Items from a dataset:
★ ★ ★ ★ ★

//! Keyed response store backing the offline cache.
//!
//! One entry per request identity, newest successful response wins. There is
//! no size or age eviction. When opened on a directory, every entry is also
//! written under `<root>/<generation>/` as a JSON record plus a raw body file,
//! so the catalog and shell stay usable across restarts. Each generation
//! directory carries a marker file; only marked directories are ever purged.

use std::collections::HashMap;
use std::io::Write;
use std::path::{Path, PathBuf};

use chrono::{DateTime, Utc};
use parking_lot::RwLock;
use serde::{Deserialize, Serialize};
use sha2::{Digest, Sha256};
use tempfile::NamedTempFile;
use tracing::{debug, info, warn};

use super::transport::Response;
use crate::error::CacheError;

#[derive(Debug, Clone, PartialEq, Eq)]
pub struct CacheEntry {
    pub identity: String,
    pub response: Response,
    pub stored_at: DateTime<Utc>,
}

/// Marks a directory as a cache generation owned by this store.
pub const GENERATION_MARKER: &str = ".applaunch-generation";

#[derive(Serialize, Deserialize)]
struct CacheRecord {
    identity: String,
    status: u16,
    headers: Vec<(String, String)>,
    body_len: u64,
    stored_at: DateTime<Utc>,
}

impl From<&CacheEntry> for CacheRecord {
    fn from(entry: &CacheEntry) -> Self {
        Self {
            identity: entry.identity.clone(),
            status: entry.response.status,
            headers: entry.response.headers.clone(),
            body_len: entry.response.body.len() as u64,
            stored_at: entry.stored_at,
        }
    }
}

impl CacheRecord {
    fn into_entry(self, body: Vec<u8>) -> Option<CacheEntry> {
        if body.len() as u64 != self.body_len {
            return None;
        }
        Some(CacheEntry {
            identity: self.identity,
            response: Response {
                status: self.status,
                headers: self.headers,
                body,
            },
            stored_at: self.stored_at,
        })
    }
}

#[derive(Debug)]
pub struct CacheStore {
    generation: String,
    dir: Option<PathBuf>,
    entries: RwLock<HashMap<String, CacheEntry>>,
}

impl CacheStore {
    pub fn in_memory(generation: impl Into<String>) -> Self {
        Self {
            generation: generation.into(),
            dir: None,
            entries: RwLock::new(HashMap::new()),
        }
    }

    /// Opens (creating if needed) `<root>/<generation>` and loads its records.
    pub fn open(root: impl AsRef<Path>, generation: impl Into<String>) -> Result<Self, CacheError> {
        let generation = generation.into();
        let dir = root.as_ref().join(&generation);
        std::fs::create_dir_all(&dir)?;
        let marker = dir.join(GENERATION_MARKER);
        if !marker.exists() {
            std::fs::write(&marker, generation.as_bytes())?;
        }

        let mut entries = HashMap::new();
        for item in std::fs::read_dir(&dir)? {
            let path = item?.path();
            if path.extension().and_then(|ext| ext.to_str()) != Some("json") {
                continue;
            }
            match load_record(&path) {
                Some(entry) => {
                    entries.insert(entry.identity.clone(), entry);
                }
                None => warn!(path = %path.display(), "skipping unreadable cache record"),
            }
        }

        info!(
            generation = %generation,
            entries = entries.len(),
            "opened offline cache"
        );
        Ok(Self {
            generation,
            dir: Some(dir),
            entries: RwLock::new(entries),
        })
    }

    pub fn generation(&self) -> &str {
        &self.generation
    }

    pub fn get(&self, identity: &str) -> Option<CacheEntry> {
        self.entries.read().get(identity).cloned()
    }

    /// Replaces whatever was stored for `identity`.
    pub fn put(&self, identity: &str, response: Response) -> Result<(), CacheError> {
        let entry = CacheEntry {
            identity: identity.to_string(),
            response,
            stored_at: Utc::now(),
        };
        // Held across the disk write so disk and memory see writers in the same order.
        let mut entries = self.entries.write();
        if let Some(dir) = &self.dir {
            persist_record(dir, &entry)?;
        }
        debug!(identity, bytes = entry.response.body.len(), "cache write");
        entries.insert(identity.to_string(), entry);
        Ok(())
    }

    pub fn len(&self) -> usize {
        self.entries.read().len()
    }

    pub fn is_empty(&self) -> bool {
        self.entries.read().is_empty()
    }

    pub fn identities(&self) -> Vec<String> {
        let mut keys: Vec<String> = self.entries.read().keys().cloned().collect();
        keys.sort();
        keys
    }

    /// Deletes every other generation directory next to this one. Directories
    /// without the generation marker are left alone. Returns the names that
    /// were removed.
    pub fn purge_other_generations(&self) -> Result<Vec<String>, CacheError> {
        let Some(root) = self.dir.as_deref().and_then(Path::parent) else {
            return Ok(Vec::new());
        };

        let mut removed = Vec::new();
        for item in std::fs::read_dir(root)? {
            let item = item?;
            if !item.file_type()?.is_dir() {
                continue;
            }
            let name = item.file_name().to_string_lossy().to_string();
            if name == self.generation {
                continue;
            }
            if !item.path().join(GENERATION_MARKER).is_file() {
                debug!(dir = %name, "not a cache generation, leaving it");
                continue;
            }
            std::fs::remove_dir_all(item.path())?;
            info!(generation = %name, "purged stale cache generation");
            removed.push(name);
        }
        removed.sort();
        Ok(removed)
    }
}

fn record_path(dir: &Path, identity: &str) -> PathBuf {
    let mut hasher = Sha256::new();
    hasher.update(identity.as_bytes());
    dir.join(format!("{}.json", hex::encode(hasher.finalize())))
}

fn write_atomic(dir: &Path, target: &Path, bytes: &[u8]) -> Result<(), CacheError> {
    let mut tmp = NamedTempFile::new_in(dir)?;
    tmp.write_all(bytes)?;
    tmp.persist(target).map_err(|e| CacheError::Io(e.error))?;
    Ok(())
}

/// Body first, then the record that vouches for it.
fn persist_record(dir: &Path, entry: &CacheEntry) -> Result<(), CacheError> {
    let record_path = record_path(dir, &entry.identity);
    write_atomic(dir, &record_path.with_extension("body"), &entry.response.body)?;
    let json = serde_json::to_vec(&CacheRecord::from(entry))?;
    write_atomic(dir, &record_path, &json)
}

fn load_record(path: &Path) -> Option<CacheEntry> {
    let raw = std::fs::read(path).ok()?;
    let record: CacheRecord = serde_json::from_slice(&raw).ok()?;
    let body = std::fs::read(path.with_extension("body")).ok()?;
    record.into_entry(body)
}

★ ★ ★ ★ ★

The answer should be an exact copy of the data.

//! Keyed response store backing the offline cache.
//!
//! One entry per request identity, newest successful response wins. There is
//! no size or age eviction. When opened on a directory, every entry is also
//! written under `<root>/<generation>/` as a JSON record plus a raw body file,
//! so the catalog and shell stay usable across restarts. Each generation
//! directory carries a marker file; only marked directories are ever purged.

use std::collections::HashMap;
use std::io::Write;
use std::path::{Path, PathBuf};

use chrono::{DateTime, Utc};
use parking_lot::RwLock;
use serde::{Deserialize, Serialize};
use sha2::{Digest, Sha256};
use tempfile::NamedTempFile;
use tracing::{debug, info, warn};

use super::transport::Response;
use crate::error::CacheError;

#[derive(Debug, Clone, PartialEq, Eq)]
pub struct CacheEntry {
    pub identity: String,
    pub response: Response,
    pub stored_at: DateTime<Utc>,
}

/// Marks a directory as a cache generation owned by this store.
pub const GENERATION_MARKER: &str = ".applaunch-generation";

#[derive(Serialize, Deserialize)]
struct CacheRecord {
    identity: String,
    status: u16,
    headers: Vec<(String, String)>,
    body_len: u64,
    stored_at: DateTime<Utc>,
}

impl From<&CacheEntry> for CacheRecord {
    fn from(entry: &CacheEntry) -> Self {
        Self {
            identity: entry.identity.clone(),
            status: entry.response.status,
            headers: entry.response.headers.clone(),
            body_len: entry.response.body.len() as u64,
            stored_at: entry.stored_at,
        }
    }
}

impl CacheRecord {
    fn into_entry(self, body: Vec<u8>) -> Option<CacheEntry> {
        if body.len() as u64 != self.body_len {
            return None;
        }
        Some(CacheEntry {
            identity: self.identity,
            response: Response {
                status: self.status,
                headers: self.headers,
                body,
            },
            stored_at: self.stored_at,
        })
    }
}

#[derive(Debug)]
pub struct CacheStore {
    generation: String,
    dir: Option<PathBuf>,
    entries: RwLock<HashMap<String, CacheEntry>>,
}

impl CacheStore {
    pub fn in_memory(generation: impl Into<String>) -> Self {
        Self {
            generation: generation.into(),
            dir: None,
            entries: RwLock::new(HashMap::new()),
        }
    }

    /// Opens (creating if needed) `<root>/<generation>` and loads its records.
    pub fn open(root: impl AsRef<Path>, generation: impl Into<String>) -> Result<Self, CacheError> {
        let generation = generation.into();
        let dir = root.as_ref().join(&generation);
        std::fs::create_dir_all(&dir)?;
        let marker = dir.join(GENERATION_MARKER);
        if !marker.exists() {
            std::fs::write(&marker, generation.as_bytes())?;
        }

        let mut entries = HashMap::new();
        for item in std::fs::read_dir(&dir)? {
            let path = item?.path();
            if path.extension().and_then(|ext| ext.to_str()) != Some("json") {
                continue;
            }
            match load_record(&path) {
                Some(entry) => {
                    entries.insert(entry.identity.clone(), entry);
                }
                None => warn!(path = %path.display(), "skipping unreadable cache record"),
            }
        }

        info!(
            generation = %generation,
            entries = entries.len(),
            "opened offline cache"
        );
        Ok(Self {
            generation,
            dir: Some(dir),
            entries: RwLock::new(entries),
        })
    }

    pub fn generation(&self) -> &str {
        &self.generation
    }

    pub fn get(&self, identity: &str) -> Option<CacheEntry> {
        self.entries.read().get(identity).cloned()
    }

    /// Replaces whatever was stored for `identity`.
    pub fn put(&self, identity: &str, response: Response) -> Result<(), CacheError> {
        let entry = CacheEntry {
            identity: identity.to_string(),
            response,
            stored_at: Utc::now(),
        };
        // Held across the disk write so disk and memory see writers in the same order.
        let mut entries = self.entries.write();
        if let Some(dir) = &self.dir {
            persist_record(dir, &entry)?;
        }
        debug!(identity, bytes = entry.response.body.len(), "cache write");
        entries.insert(identity.to_string(), entry);
        Ok(())
    }

    pub fn len(&self) -> usize {
        self.entries.read().len()
    }

    pub fn is_empty(&self) -> bool {
        self.entries.read().is_empty()
    }

    pub fn identities(&self) -> Vec<String> {
        let mut keys: Vec<String> = self.entries.read().keys().cloned().collect();
        keys.sort();
        keys
    }

    /// Deletes every other generation directory next to this one. Directories
    /// without the generation marker are left alone. Returns the names that
    /// were removed.
    pub fn purge_other_generations(&self) -> Result<Vec<String>, CacheError> {
        let Some(root) = self.dir.as_deref().and_then(Path::parent) else {
            return Ok(Vec::new());
        };

        let mut removed = Vec::new();
        for item in std::fs::read_dir(root)? {
            let item = item?;
            if !item.file_type()?.is_dir() {
                continue;
            }
            let name = item.file_name().to_string_lossy().to_string();
            if name == self.generation {
                continue;
            }
            if !item.path().join(GENERATION_MARKER).is_file() {
                debug!(dir = %name, "not a cache generation, leaving it");
                continue;
            }
            std::fs::remove_dir_all(item.path())?;
            info!(generation = %name, "purged stale cache generation");
            removed.push(name);
        }
        removed.sort();
        Ok(removed)
    }
}

fn record_path(dir: &Path, identity: &str) -> PathBuf {
    let mut hasher = Sha256::new();
    hasher.update(identity.as_bytes());
    dir.join(format!("{}.json", hex::encode(hasher.finalize())))
}

fn write_atomic(dir: &Path, target: &Path, bytes: &[u8]) -> Result<(), CacheError> {
    let mut tmp = NamedTempFile::new_in(dir)?;
    tmp.write_all(bytes)?;
    tmp.persist(target).map_err(|e| CacheError::Io(e.error))?;
    Ok(())
}

/// Body first, then the record that vouches for it.
fn persist_record(dir: &Path, entry: &CacheEntry) -> Result<(), CacheError> {
    let record_path = record_path(dir, &entry.identity);
    write_atomic(dir, &record_path.with_extension("body"), &entry.response.body)?;
    let json = serde_json::to_vec(&CacheRecord::from(entry))?;
    write_atomic(dir, &record_path, &json)
}

fn load_record(path: &Path) -> Option<CacheEntry> {
    let raw = std::fs::read(path).ok()?;
    let record: CacheRecord = serde_json::from_slice(&raw).ok()?;
    let body = std::fs::read(path.with_extension("body")).ok()?;
    record.into_entry(body)
}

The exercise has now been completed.